Yan Lianke is the most noted (and most controversial) of China's modern writers, with two of his books being banned in China. He was born to poor, illiterate farmers and it is clear that is where his heart still is. This book collects two of his novellas. Though the novellas has no connection to one another it is clear why they've been published together in English. They both take place in poor, remote farming villages. And both tackle the theme of the sacrifices elderly people make for the next generation.

Think how rare it is for any book or movie to feature someone so old in the starring role. In "The Years, Months, Days" the nameless Elder is 72-years old. In "Marrow" Fourth Wife You is in her early 50s.

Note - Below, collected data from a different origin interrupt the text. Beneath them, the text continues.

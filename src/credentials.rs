//! Application credentials read from the process environment.

use std::env;

use crate::auth::Flow;
use crate::error::ConfigError;
use crate::secure::SecureString;

pub const APPLICATION_ID: &str = "APPLICATION_ID";
pub const TENANT_ID: &str = "TENANT_ID";
pub const CLIENT_SECRET: &str = "CLIENT_SECRET";

/// Application (client) id, tenant and optional secret.
///
/// Never persisted. The secret is only present when the flow uses it.
#[derive(Debug, Clone)]
pub struct Credentials {
    pub client_id: String,
    pub tenant_id: String,
    pub client_secret: Option<SecureString>,
}

impl Credentials {
    /// Read the variables `flow` needs from the environment.
    ///
    /// `default_tenant` is used by the delegated flows when `TENANT_ID` is unset.
    pub fn from_env(flow: Flow, default_tenant: &str) -> Result<Self, ConfigError> {
        Self::from_lookup(flow, default_tenant, |name| env::var(name).ok())
    }

    /// Same as [`Credentials::from_env`], reading through `lookup`.
    ///
    /// Empty values count as missing.
    pub fn from_lookup(
        flow: Flow,
        default_tenant: &str,
        lookup: impl Fn(&str) -> Option<String>,
    ) -> Result<Self, ConfigError> {
        let get = |name: &str| lookup(name).filter(|v| !v.trim().is_empty());

        let client_id = get(APPLICATION_ID).ok_or(ConfigError::MissingVar(APPLICATION_ID))?;

        let credentials = match flow {
            Flow::AppOnly => Self {
                client_id,
                tenant_id: get(TENANT_ID).ok_or(ConfigError::MissingVar(TENANT_ID))?,
                client_secret: Some(
                    get(CLIENT_SECRET)
                        .ok_or(ConfigError::MissingVar(CLIENT_SECRET))?
                        .into(),
                ),
            },
            Flow::DeviceCode => Self {
                client_id,
                tenant_id: get(TENANT_ID).unwrap_or_else(|| default_tenant.to_string()),
                client_secret: None,
            },
            Flow::AuthCode => Self {
                client_id,
                tenant_id: get(TENANT_ID).unwrap_or_else(|| default_tenant.to_string()),
                client_secret: get(CLIENT_SECRET).map(SecureString::from),
            },
        };

        Ok(credentials)
    }
}

#[cfg(test)]
mod tests {
    use super::*;
    use std::collections::HashMap;

    fn lookup(vars: &[(&str, &str)]) -> impl Fn(&str) -> Option<String> {
        let map: HashMap<String, String> = vars
            .iter()
            .map(|(k, v)| (k.to_string(), v.to_string()))
            .collect();
        move |name| map.get(name).cloned()
    }

    #[test]
    fn test_app_only_requires_all_three() {
        let all = [
            (APPLICATION_ID, "app"),
            (TENANT_ID, "tenant"),
            (CLIENT_SECRET, "secret"),
        ];
        let creds = Credentials::from_lookup(Flow::AppOnly, "common", lookup(&all)).unwrap();
        assert_eq!(creds.client_id, "app");
        assert_eq!(creds.tenant_id, "tenant");
        assert_eq!(creds.client_secret.unwrap().as_str(), "secret");

        for missing in [APPLICATION_ID, TENANT_ID, CLIENT_SECRET] {
            let vars: Vec<_> = all.iter().copied().filter(|(k, _)| *k != missing).collect();
            let err = Credentials::from_lookup(Flow::AppOnly, "common", lookup(&vars)).unwrap_err();
            assert!(
                matches!(err, ConfigError::MissingVar(name) if name == missing),
                "expected {} to be reported missing, got {:?}",
                missing,
                err
            );
        }
    }

    #[test]
    fn test_empty_value_counts_as_missing() {
        let vars = [(APPLICATION_ID, "  "), (TENANT_ID, "t"), (CLIENT_SECRET, "s")];
        let err = Credentials::from_lookup(Flow::AppOnly, "common", lookup(&vars)).unwrap_err();
        assert!(matches!(err, ConfigError::MissingVar(APPLICATION_ID)));
    }

    #[test]
    fn test_device_code_defaults_tenant_and_drops_secret() {
        let vars = [(APPLICATION_ID, "app"), (CLIENT_SECRET, "secret")];
        let creds = Credentials::from_lookup(Flow::DeviceCode, "common", lookup(&vars)).unwrap();
        assert_eq!(creds.tenant_id, "common");
        assert!(creds.client_secret.is_none());

        let err = Credentials::from_lookup(Flow::DeviceCode, "common", lookup(&[])).unwrap_err();
        assert!(matches!(err, ConfigError::MissingVar(APPLICATION_ID)));
    }

    #[test]
    fn test_auth_code_keeps_optional_secret() {
        let vars = [(APPLICATION_ID, "app"), (CLIENT_SECRET, "secret")];
        let creds = Credentials::from_lookup(Flow::AuthCode, "consumers", lookup(&vars)).unwrap();
        assert_eq!(creds.tenant_id, "consumers");
        assert!(creds.client_secret.is_some());

        let creds =
            Credentials::from_lookup(Flow::AuthCode, "common", lookup(&[(APPLICATION_ID, "app")]))
                .unwrap();
        assert!(creds.client_secret.is_none());
    }

    #[test]
    fn test_debug_redacts_secret() {
        let vars = [
            (APPLICATION_ID, "app"),
            (TENANT_ID, "tenant"),
            (CLIENT_SECRET, "hunter2"),
        ];
        let creds = Credentials::from_lookup(Flow::AppOnly, "common", lookup(&vars)).unwrap();
        assert!(!format!("{:?}", creds).contains("hunter2"));
    }
}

“I’m seventy-two years old, and would surely die of exhaustion if I tried to walk for three days. If I’m going to die either way, I’d prefer to die in my own village.”


In "The Years, Months, Days", the entire village has been abandoned as a drought has stretched on. Only The Elder remains, too old to travel, along with his only companion a blind dog. In all the parched fields, only a single seedling of corn struggles to stay alive. The Elder has decided, no matter the cost, he will keep the seedling alive so that, one day, when the rest of the village returns, they will have a few grains of corn to plant for new crops.

Lianke is noted for his strange metaphors. They somehow seem appropriate until you reread them and realize...you don't quite know what they mean:

Throughout the entire mountain range, they heard these smells clanking together


There's also a kind of magical realism thing going on. The Elder talks to the dog (who seems to understand him and answer), whips the sun, weighs the sunlight, and more. Eventually this strange humor turns increasingly grim. He is, after all, all alone in a land stricken by drought. The village well runs dry. There is no food to be found. But he has vowed that the corn seedling will survive, no matter what it takes.

The second novella, "Marrow", is missing the strange metaphors and dark levity of "The Years, Months, Days". Here we have the story of Fourth Wife You, whose husband committed suicide 20 years previously leaving her alone to raise their four children. All four of them have severe mental disabilities and his guilt that it was his family's genetics that caused it led him to take his own life.

After her husband died, the light vanished from Fourth Wife You’s life. When she was working in the fields there was no one to bring her shovels and sickles, and when she was resting there was no one to chat with.


This is a fairly harrowing story of the lengths a parent will go to in order to try to ensure a good life for their children. She has managed to marry off two daughters, though neither marriage is especially happy. But her youngest daughter (28-years old) and son (20-years old) are still unmarried.

It is hard not to find Fourth Wife You's fierceness for her children admirable. At first she has difficulty finding suitable husbands. Her neighbors warn off all the possible candidates until Fourth Wife You lays down the law:


“Hey … I want everyone to listen carefully … I’ll fuck your ancestors, I’ll dig up their graves. You’re trying to keep my two elder daughters from finding husbands. You told everyone that my family is full of idiots, but when did this family of idiots ever keep you from screwing around, or keep your elders from kicking the bucket? Now, everyone listen to me … from this point onward, my children will marry whomever they choose, and whoever says otherwise will get sores in their mouths, run pus from their gums, get cancer of the throat, and after they die their graves will be dug up by grave robbers and their bones will be left out to be devoured by wild animals!”


And just "The Years, Months, Days" took a darker turn as the Elder fought to protect the seedling corn, "Marrow" also takes a dark turn as Fourth Wife You tries to ensure her four broken children are provided for after she's no longer there.